In June, I enjoyed a front-row spot among 11,000 people at a state Capitol rally sponsored by the K-16 Coalition for Michigan’s Future. I saw and heard many people who were quite passionate about children and Michigan’s future.
But for all the energy at the gathering, no one produced an argument that made a connection between the crowd and speakers’ goal — better education for students — and the stated purpose of the rally, which was to support state Senate Bill 246 and state House Bill 4582. These two bills would guarantee minimum annual state funding increases for primary, secondary and higher education.
The participants included students, educators, administrators, school board members, parents and policy-makers. All were visibly committed to the education of Michigan’s K-12 and college students. They carried placards urging support for the two legislative bills, announcing the districts they represented or questioning whether students were worth "only $6,700" (the current minimum state per-pupil grant). One sign pleaded to the governor, "Help us, Jen!"
The speakers were equally earnest about students’ education. Tom White, executive director of Michigan School Business Officials and chair of the K-16 Coalition, insisted that supporters were not "tying legislators’ hands," but were interested only in providing a "world-class education." Another speaker stressed the fact that policy-makers’ abstract education figures in fact represent real students. She exhorted participants to exercise their "democratic right" by making legislators "work for" them, and trumpeted the importance of good public education in attracting businesses to the state. A bright student from Northern Michigan University who had graduated from a public school in Detroit asked legislators to help secure Michigan’s future by "fully funding" education.

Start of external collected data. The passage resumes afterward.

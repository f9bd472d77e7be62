//! Per-run session state
//!
//! A [`Session`] carries the values threaded through the workflow: the
//! generated bucket name, the object key, the listing prefix, the payload file
//! once it exists and the public-read policy built for the bucket.

use crate::error::{Error, Result};
use crate::payload::PayloadFile;
use crate::policy::AccessPolicy;

/// Default prefix for generated bucket names
pub const DEFAULT_BUCKET_PREFIX: &str = "ssd-demo-bucket";

/// Default object key
pub const DEFAULT_OBJECT_KEY: &str = "file_Object_Key";

/// Default prefix used when listing objects
pub const DEFAULT_LIST_PREFIX: &str = "file_";

/// State for a single run
#[derive(Debug)]
pub struct Session {
    pub bucket: String,
    pub key: String,
    pub list_prefix: String,
    /// Set by the payload step; dropping it deletes the file
    pub payload: Option<PayloadFile>,
    /// Set by the bucket ACL step, reused for the object
    pub public_policy: Option<AccessPolicy>,
}

impl Session {
    /// Start a session with a freshly generated bucket name
    pub fn generate(
        bucket_prefix: &str,
        key: impl Into<String>,
        list_prefix: impl Into<String>,
    ) -> Result<Self> {
        Self::with_bucket(generate_bucket_name(bucket_prefix)?, key, list_prefix)
    }

    /// Start a session against an explicit bucket name
    pub fn with_bucket(
        bucket: impl Into<String>,
        key: impl Into<String>,
        list_prefix: impl Into<String>,
    ) -> Result<Self> {
        let bucket = bucket.into();
        validate_bucket_name(&bucket)?;
        let key = key.into();
        if key.is_empty() {
            return Err(Error::Config("Object key cannot be empty".into()));
        }
        Ok(Self {
            bucket,
            key,
            list_prefix: list_prefix.into(),
            payload: None,
            public_policy: None,
        })
    }
}

/// Build `<prefix>-<uuid>` and check it is a legal bucket name
pub fn generate_bucket_name(prefix: &str) -> Result<String> {
    let prefix = prefix.trim_end_matches('-').to_ascii_lowercase();
    let name = if prefix.is_empty() {
        uuid::Uuid::new_v4().to_string()
    } else {
        format!("{prefix}-{}", uuid::Uuid::new_v4())
    };
    validate_bucket_name(&name)?;
    Ok(name)
}

/// Basic S3 bucket naming rules
pub fn validate_bucket_name(name: &str) -> Result<()> {
    if name.len() < 3 || name.len() > 63 {
        return Err(Error::InvalidBucketName(format!(
            "'{name}' must be between 3 and 63 characters"
        )));
    }

    if !name
        .chars()
        .all(|c| c.is_ascii_lowercase() || c.is_ascii_digit() || c == '-' || c == '.')
    {
        return Err(Error::InvalidBucketName(format!(
            "'{name}' may only contain lowercase letters, digits, '-' and '.'"
        )));
    }

    let first = name.chars().next();
    let last = name.chars().last();
    let alnum = |c: Option<char>| c.is_some_and(|c| c.is_ascii_alphanumeric());
    if !alnum(first) || !alnum(last) {
        return Err(Error::InvalidBucketName(format!(
            "'{name}' must start and end with a letter or digit"
        )));
    }

    if name.contains("..") {
        return Err(Error::InvalidBucketName(format!(
            "'{name}' must not contain consecutive periods"
        )));
    }

    Ok(())
}

#[cfg(test)]
mod tests {
    use super::*;

    #[test]
    fn test_generated_names_are_unique() {
        let a = generate_bucket_name(DEFAULT_BUCKET_PREFIX).unwrap();
        let b = generate_bucket_name(DEFAULT_BUCKET_PREFIX).unwrap();
        assert_ne!(a, b);
        assert!(a.starts_with("ssd-demo-bucket-"));
    }

    #[test]
    fn test_generated_name_lowercases_prefix() {
        let name = generate_bucket_name("My-Demo-").unwrap();
        assert!(name.starts_with("my-demo-"));
        assert!(!name.contains("--"));
    }

    #[test]
    fn test_generated_name_too_long() {
        let prefix = "a".repeat(40);
        assert!(matches!(
            generate_bucket_name(&prefix),
            Err(Error::InvalidBucketName(_))
        ));
    }

    #[test]
    fn test_validate_bucket_name() {
        assert!(validate_bucket_name("my-bucket").is_ok());
        assert!(validate_bucket_name("logs.2024").is_ok());
        assert!(validate_bucket_name("ab").is_err());
        assert!(validate_bucket_name("MyBucket").is_err());
        assert!(validate_bucket_name("-bucket").is_err());
        assert!(validate_bucket_name("bucket-").is_err());
        assert!(validate_bucket_name("a..b").is_err());
        assert!(validate_bucket_name("under_score").is_err());
    }

    #[test]
    fn test_session_defaults() {
        let session = Session::generate(
            DEFAULT_BUCKET_PREFIX,
            DEFAULT_OBJECT_KEY,
            DEFAULT_LIST_PREFIX,
        )
        .unwrap();
        assert_eq!(session.key, "file_Object_Key");
        assert_eq!(session.list_prefix, "file_");
        assert!(session.payload.is_none());
        assert!(session.public_policy.is_none());
    }

    #[test]
    fn test_session_rejects_empty_key() {
        assert!(Session::with_bucket("my-bucket", "", "file_").is_err());
    }
}
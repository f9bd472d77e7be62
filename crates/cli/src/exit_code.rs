//! Exit code definitions for the ssd CLI
//!
//! A session that stops on a reported service or client error still exits
//! with `Success`; the codes below are for failures that end the process.

use ssd_core::Error;

/// Exit codes for the ssd CLI application.
#[derive(Debug, Clone, Copy, PartialEq, Eq)]
#[repr(i32)]
pub enum ExitCode {
    /// Operation completed successfully
    Success = 0,

    /// General/unspecified error
    GeneralError = 1,

    /// User input error: invalid arguments, bad alias, malformed bucket name
    UsageError = 2,

    /// The storage service could not be reached
    NetworkError = 3,

    /// Authentication or permission failure
    AuthError = 4,

    /// Resource not found: alias, bucket or object
    NotFound = 5,

    /// Conflict: alias or bucket already exists
    Conflict = 6,
}

impl ExitCode {
    /// Convert exit code to i32 for use with std::process::exit
    #[inline]
    pub const fn as_i32(self) -> i32 {
        self as i32
    }

    /// Create exit code from i32 value
    ///
    /// Unknown values collapse to `GeneralError`.
    pub const fn from_i32(code: i32) -> Self {
        match code {
            0 => Self::Success,
            2 => Self::UsageError,
            3 => Self::NetworkError,
            4 => Self::AuthError,
            5 => Self::NotFound,
            6 => Self::Conflict,
            _ => Self::GeneralError,
        }
    }

    /// Get a human-readable description of the exit code
    pub const fn description(self) -> &'static str {
        match self {
            Self::Success => "Operation completed successfully",
            Self::GeneralError => "General error",
            Self::UsageError => "Invalid arguments or configuration",
            Self::NetworkError => "Storage service unreachable",
            Self::AuthError => "Authentication or permission failure",
            Self::NotFound => "Resource not found",
            Self::Conflict => "Resource already exists",
        }
    }
}

impl From<&Error> for ExitCode {
    fn from(err: &Error) -> Self {
        Self::from_i32(err.exit_code())
    }
}

impl std::fmt::Display for ExitCode {
    fn fmt(&self, f: &mut std::fmt::Formatter<'_>) -> std::fmt::Result {
        write!(f, "{} ({})", self.description(), self.as_i32())
    }
}
//! CLI command definitions and execution

use clap::{Parser, Subcommand};

use crate::exit_code::ExitCode;
use crate::output::OutputConfig;

pub mod alias;
pub mod run;

/// ssd - storage session demo
///
/// Walks a bucket and object through their whole lifecycle on an
/// S3-compatible service: create, list, grant public read, upload,
/// download, list, delete.
#[derive(Parser, Debug)]
#[command(name = "ssd")]
#[command(author, version, about, long_about = None)]
#[command(propagate_version = true)]
pub struct Cli {
    /// Output format: human-readable or JSON
    #[arg(long, global = true, default_value = "false")]
    pub json: bool,

    /// Disable colored output
    #[arg(long, global = true, default_value = "false")]
    pub no_color: bool,

    /// Suppress non-error output
    #[arg(short, long, global = true, default_value = "false")]
    pub quiet: bool,

    /// Enable debug logging
    #[arg(long, global = true, default_value = "false")]
    pub debug: bool,

    #[command(subcommand)]
    pub command: Commands,
}

#[derive(Subcommand, Debug)]
pub enum Commands {
    /// Run the storage session once
    Run(run::RunArgs),

    /// Manage storage service aliases
    #[command(subcommand)]
    Alias(alias::AliasCommands),
}

impl Cli {
    pub fn output_config(&self) -> OutputConfig {
        OutputConfig {
            json: self.json,
            no_color: self.no_color,
            quiet: self.quiet,
        }
    }
}

/// Execute the CLI command and return an exit code
pub async fn execute(cli: Cli) -> ExitCode {
    let output_config = cli.output_config();

    match cli.command {
        Commands::Run(args) => run::execute(args, output_config).await,
        Commands::Alias(cmd) => alias::execute(cmd, output_config).await,
    }
}

#[cfg(test)]
mod tests {
    use super::*;
    use clap::CommandFactory;

    #[test]
    fn test_cli_definition() {
        Cli::command().debug_assert();
    }

    #[test]
    fn test_parse_run_flags() {
        let cli = Cli::parse_from([
            "ssd",
            "run",
            "--offline",
            "--bucket-prefix",
            "team-demo",
            "--json",
        ]);
        assert!(cli.json);
        match cli.command {
            Commands::Run(args) => {
                assert!(args.offline);
                assert_eq!(args.bucket_prefix.as_deref(), Some("team-demo"));
                assert!(args.alias.is_none());
            }
            other => panic!("unexpected command: {other:?}"),
        }
    }

    #[test]
    fn test_offline_conflicts_with_alias() {
        let result = Cli::try_parse_from(["ssd", "run", "--offline", "--alias", "local"]);
        assert!(result.is_err());
    }
}
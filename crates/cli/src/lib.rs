//! ssd CLI library
//!
//! This module exports the CLI components for use in integration tests.

pub mod commands;
pub mod exit_code;
pub mod output;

Neither she nor any other speaker argued in any significant way that there is a connection between increased funding for education and improving the quality of education (typically measured by student performance). She, like most of the speakers, seemed to assume that quality education would follow if only legislators would provide "full funding" for it.
Supported by data?
While this assertion may have seemed intuitive to participants, research does not support it. The Hoover Institution at Stanford University recently published a review of education research entitled "School Figures: The Data behind the Debate." In the fourth chapter, the book’s authors, Hanna Skandera and Richard Sousa, note the following: "There is a common perception that the way to improve our failing public schools is simply to spend more money on them. According to many public school administrators, the amount we spend per pupil is an excellent way to predict student performance, yet a review of the data for the last 80 years shows clearly that there is not a strong correlation between increased spending and improvements in student performance. In fact, increases in per-pupil expenditures in the past have often not been matched by better student performance. In short, the evidence suggests that we cannot simply buy better schools."
Gov. Jennifer Granholm has broached this issue with K-16 Coalition leaders. Although she stayed clear of it at the rally, deftly avoiding an endorsement of the bills and praising participants for forcing the Legislature to deal with education, the governor told K-16 Coalition leaders a day earlier in a news release that, "Investment (in education) … must go hand-in-hand with getting the most out of every dollar we spend in education, which means reducing costs and realizing greater student achievement."
That is precisely the rub: More money doesn’t guarantee better learning, in part because the money isn’t always spent well.
Despite the governor’s admonition and a body of established education research, the point of the event seemed to be calling for increased expenditures ("Support SB 246 and HB 4582!") and expressing a general desire for better schools ("Improve education now!"). By omitting a discussion of the connection between the two, the organizers and speakers of the K-16 Coalition rally did participants a disservice: They neglected a chance to provide substantive ideas for improving the quality of Michigan public education to an eager crowd. They therefore missed the opportunity to channel the collective voice of an impassioned throng toward more effective solutions for Michigan’s schools.
The rally’s attendees can regret that oversight.
Ryan S. Olson is director of education policy at the Mackinac Center for Public Policy, a research and educational institute headquartered in Midland, Mich.